We then did two things: we undertook a statistical analysis to see if we could find articles that were by themselves much more likely to be cited by favourable reviews. And we constructed a bunch of classifiers using supervised machine learning algorithms to see how well we could predict which reviews were favourable by looking only at the reference lists of the articles.

What we found was relatively surprising – we could predict a favourable conclusion with an accuracy of 96.5% (in sample) only using the reference lists, and without actually looking at the text of the review at all.

A further examination of the articles that were most useful (in combination) for predicting the conclusions of the reviews suggested that the not-favourable pile tended to cite studies about viral resistance much more often than their favourable counterparts.

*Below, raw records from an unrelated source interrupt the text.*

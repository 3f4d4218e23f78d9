use anyhow::Result;
use clap::{Parser, Subcommand};
use tracing::Instrument;

use crate::config::ContentWorkflowConfig;
use crate::telemetry::workflow_span;

pub mod commands;

use commands::WorkflowApp;

#[derive(Parser)]
#[command(name = "content-workflow")]
#[command(about = "Editorial workflow tracking for content items")]
#[command(long_about = "Tracks content through configurable editorial stages (draft, review, approved, \
                       scheduled, published by default), keeps an append-only transition log, sends \
                       deadline reminders and reports on bottlenecks. Start with 'content-workflow add-content' \
                       and 'content-workflow create'.")]
pub struct Cli {
    #[command(subcommand)]
    pub command: Option<Commands>,
}

#[derive(Subcommand)]
pub enum Commands {
    /// Register or update a content item in the local catalog
    AddContent {
        content_id: String,
        #[arg(long, help = "Content title")]
        title: String,
        #[arg(long = "type", default_value = "article", help = "Content type, e.g. article, video")]
        content_type: String,
    },
    /// Start tracking a content item
    Create {
        content_id: String,
        #[arg(long, help = "Initial stage (defaults to the first configured stage)")]
        stage: Option<String>,
        #[arg(long = "assignee", help = "Assignee user id, repeatable")]
        assignees: Vec<String>,
        #[arg(long, help = "Deadline as RFC 3339 or YYYY-MM-DD")]
        deadline: Option<String>,
        #[arg(long, help = "low, normal, high or urgent")]
        priority: Option<String>,
        #[arg(long, help = "Acting user")]
        user: Option<String>,
        #[arg(long, help = "Note stored with the first history entry")]
        notes: Option<String>,
    },
    /// Move a workflow to another stage
    Stage {
        workflow_id: String,
        stage: String,
        #[arg(long)]
        user: Option<String>,
        #[arg(long)]
        notes: Option<String>,
    },
    /// Replace the assignees of a workflow
    Assign {
        workflow_id: String,
        #[arg(required = true)]
        assignees: Vec<String>,
        #[arg(long)]
        user: Option<String>,
        #[arg(long)]
        notes: Option<String>,
    },
    /// Set or clear a workflow deadline
    Deadline {
        workflow_id: String,
        #[arg(required_unless_present = "clear", help = "RFC 3339 or YYYY-MM-DD")]
        deadline: Option<String>,
        #[arg(long, conflicts_with = "deadline")]
        clear: bool,
        #[arg(long)]
        user: Option<String>,
    },
    /// Record that a content item was edited (may auto-progress drafts)
    Updated { content_id: String },
    /// Record a review decision for a content item
    Review {
        content_id: String,
        #[arg(long, conflicts_with = "reject")]
        approve: bool,
        #[arg(long)]
        reject: bool,
        #[arg(long)]
        reviewer: String,
        #[arg(long)]
        comments: Option<String>,
    },
    /// Show a workflow
    Show {
        /// Workflow id, or content id with --content
        id: String,
        #[arg(long, help = "Treat the id as a content id")]
        content: bool,
    },
    /// Show the transition log of a workflow, newest first
    History {
        workflow_id: String,
        #[arg(long)]
        limit: Option<usize>,
    },
    /// List workflows in a stage
    List {
        stage: String,
        #[arg(long = "type")]
        content_type: Option<String>,
        #[arg(long)]
        assignee: Option<String>,
        #[arg(long, default_value = "updated", help = "updated, created, deadline or priority")]
        sort: String,
        #[arg(long)]
        limit: Option<usize>,
    },
    /// List workflows past their deadline
    Overdue,
    /// List workflows with a deadline coming up
    Approaching {
        #[arg(long, help = "Days ahead to look (defaults to configuration)")]
        days: Option<i64>,
    },
    /// Workflow analytics report
    Report {
        #[arg(long = "type")]
        content_type: Option<String>,
        #[arg(long)]
        assignee: Option<String>,
        #[arg(long, default_value = "30", help = "Days counted for publishing efficiency")]
        window_days: i64,
        #[arg(long, help = "Print the report as JSON")]
        json: bool,
    },
    /// Run one reminder and stall-check pass
    Remind,
    /// Run the reminder scheduler until Ctrl-C
    Watch,
}

pub async fn run(command: Option<Commands>, config: ContentWorkflowConfig) -> Result<()> {
    let Some(command) = command else {
        commands::show_getting_started();
        return Ok(());
    };

    let app = WorkflowApp::open(config).await?;
    match command {
        Commands::AddContent {
            content_id,
            title,
            content_type,
        } => commands::content::add_content(&app, &content_id, &title, &content_type).await,
        Commands::Create {
            content_id,
            stage,
            assignees,
            deadline,
            priority,
            user,
            notes,
        } => {
            let args = commands::workflow::CreateArgs {
                stage,
                assignees,
                deadline,
                priority,
                user,
                notes,
            };
            commands::workflow::create(&app, &content_id, args)
                .instrument(workflow_span("create", None))
                .await
        }
        Commands::Stage {
            workflow_id,
            stage,
            user,
            notes,
        } => {
            let span = workflow_span("update_stage", Some(&workflow_id));
            commands::workflow::stage(&app, &workflow_id, &stage, user, notes)
                .instrument(span)
                .await
        }
        Commands::Assign {
            workflow_id,
            assignees,
            user,
            notes,
        } => {
            let span = workflow_span("update_assignees", Some(&workflow_id));
            commands::workflow::assign(&app, &workflow_id, assignees, user, notes)
                .instrument(span)
                .await
        }
        Commands::Deadline {
            workflow_id,
            deadline,
            clear,
            user,
        } => {
            let span = workflow_span("update_deadline", Some(&workflow_id));
            let deadline = if clear { None } else { deadline };
            commands::workflow::deadline(&app, &workflow_id, deadline.as_deref(), user)
                .instrument(span)
                .await
        }
        Commands::Updated { content_id } => commands::events::updated(&app, &content_id).await,
        Commands::Review {
            content_id,
            approve,
            reject,
            reviewer,
            comments,
        } => {
            if !approve && !reject {
                anyhow::bail!("pass --approve or --reject");
            }
            commands::events::review(&app, &content_id, approve, &reviewer, comments.as_deref()).await
        }
        Commands::Show { id, content } => commands::workflow::show(&app, &id, content).await,
        Commands::History { workflow_id, limit } => {
            commands::workflow::history(&app, &workflow_id, limit).await
        }
        Commands::List {
            stage,
            content_type,
            assignee,
            sort,
            limit,
        } => commands::workflow::list(&app, &stage, content_type, assignee, &sort, limit).await,
        Commands::Overdue => commands::workflow::overdue(&app).await,
        Commands::Approaching { days } => commands::workflow::approaching(&app, days).await,
        Commands::Report {
            content_type,
            assignee,
            window_days,
            json,
        } => commands::report::report(&app, content_type, assignee, window_days, json).await,
        Commands::Remind => commands::remind::remind(&app).await,
        Commands::Watch => commands::remind::watch(&app).await,
    }
}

What we expected to find, but didn’t, was that industry-funded studies would be over-represented in favourable reviews. To me, the lack of a finding here means that the method we devised was probably better at finding what was “missing” from the reference lists of the majority rather than what is over-represented in the majority. The maths on this makes sense too.

So we think that applying machine learning to the metadata from published reviews could be useful for editors trying to review new narrative reviews. More importantly, when faced with multiple reviews that clearly disagree with each other, these methods could be used to help identify what’s missing from reviews in order to restore some balance in the representation of primary clinical evidence in things like reviews and guidelines.